使用派生的模板参数类型作为函数的返回类型（CRTP）？

Question

I've recreated the problem I'm having in the code below:

template<typename T>
class A{
    using type = T::type;
    type someFunction(/*some parameters*/){/*code for the function*/}
    //other stuff
};

template<typename T>
class B : public A<B<T>>{
    typedef T type;
    //other stuff
};

The problem is that I need to have A have a function with a return type of T::type , but because B isn't completely declared at the time when A is compiled, I get the error invalid use of incomplete type 'class B<int>' when I try to compile it (where int could be replaced with any other type).

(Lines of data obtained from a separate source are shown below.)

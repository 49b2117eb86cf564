//! Input fixtures written the way the bench tools export them

#![allow(dead_code)]

use rust_xlsxwriter::Workbook;
use std::{fs, path::Path};

pub enum Cell<'a> {
    Text(&'a str),
    Number(f64),
}

/// A worksheet: name and `(row, column, cell)` entries, 0-based
pub struct Sheet<'a> {
    pub name: &'a str,
    pub cells: Vec<(u32, u16, Cell<'a>)>,
}
impl<'a> Sheet<'a> {
    pub fn new(name: &'a str) -> Self {
        Self {
            name,
            cells: vec![],
        }
    }
    pub fn text(mut self, row: u32, column: u16, text: &'a str) -> Self {
        self.cells.push((row, column, Cell::Text(text)));
        self
    }
    /// Writes `rows` from `first_row` on, one value per column of `columns`
    pub fn rows(mut self, first_row: u32, columns: &[u16], rows: &[Vec<f64>]) -> Self {
        for (k, row) in rows.iter().enumerate() {
            for (&column, &value) in columns.iter().zip(row) {
                self.cells
                    .push((first_row + k as u32, column, Cell::Number(value)));
            }
        }
        self
    }
}

pub fn write_workbook(path: &Path, sheets: &[Sheet]) {
    let mut workbook = Workbook::new();
    for sheet in sheets {
        let worksheet = workbook.add_worksheet();
        worksheet.set_name(sheet.name).unwrap();
        for (row, column, cell) in &sheet.cells {
            match cell {
                Cell::Text(text) => worksheet.write_string(*row, *column, *text).unwrap(),
                Cell::Number(value) => worksheet.write_number(*row, *column, *value).unwrap(),
            };
        }
    }
    workbook.save(path).unwrap();
}

/// OBD logger layout: title block, data from row 15
pub fn obd_sheet<'a>(columns: &[u16], rows: &[Vec<f64>]) -> Sheet<'a> {
    Sheet::new("Sheet1")
        .text(0, 0, "OBD logger export")
        .text(13, 3, "Time [s]")
        .rows(14, columns, rows)
}

/// ETAS layout: two title rows and a header row, data from row 4
pub fn etas_sheet<'a>(name: &'a str, columns: usize, rows: &[Vec<f64>]) -> Sheet<'a> {
    let columns: Vec<u16> = (0..columns as u16).collect();
    Sheet::new(name)
        .text(0, 0, "ETAS measurement")
        .text(1, 0, name)
        .text(2, 0, "Time")
        .rows(3, &columns, rows)
}

pub fn write_text(path: &Path, contents: &str) {
    fs::write(path, contents).unwrap();
}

Is there any way to get this to work?

Answer 1

You can achieve it if you move the definition of B<T>::type to an external traits-class:

template <typename T>
struct Traits { /* maybe some default values */ };

template<typename T>
class A{
    using type = typename Traits<T>::type;
    type someFunction(/*some parameters*/){/*code for the function*/}
    //other stuff
};

template<typename T>
class B : public A<B<T>>{
    using type = typename Traits<B<T>>::type;
};

template <typename T>
struct Traits<B<T>> {
    using type = T;
};

Answer 2

Is there any way to get this to work?

You can use a traits class to derive the type instead of using:

using type = T::type;

Example:

// Declare TypeSelector
template <typename T> struct TypeSelector;

template <typename T>
class A
{
    using type = typename TypeSelector<T>::type;
    type someFunction(/*some parameters*/){ return type {}; }
};

// Declare B.
template <typename T> class B;

// Define TypeSelector for <B<T>> first before defining B<T>
template <typename T> struct TypeSelector<B<T>>
{
    using type = T;
};

template<typename T>
class B : public A<B<T>>{
    using type = typename TypeSelector<T>::type;
    //other stuff
};

int main()
{
   // Compiles fine.
   B<int> a;
}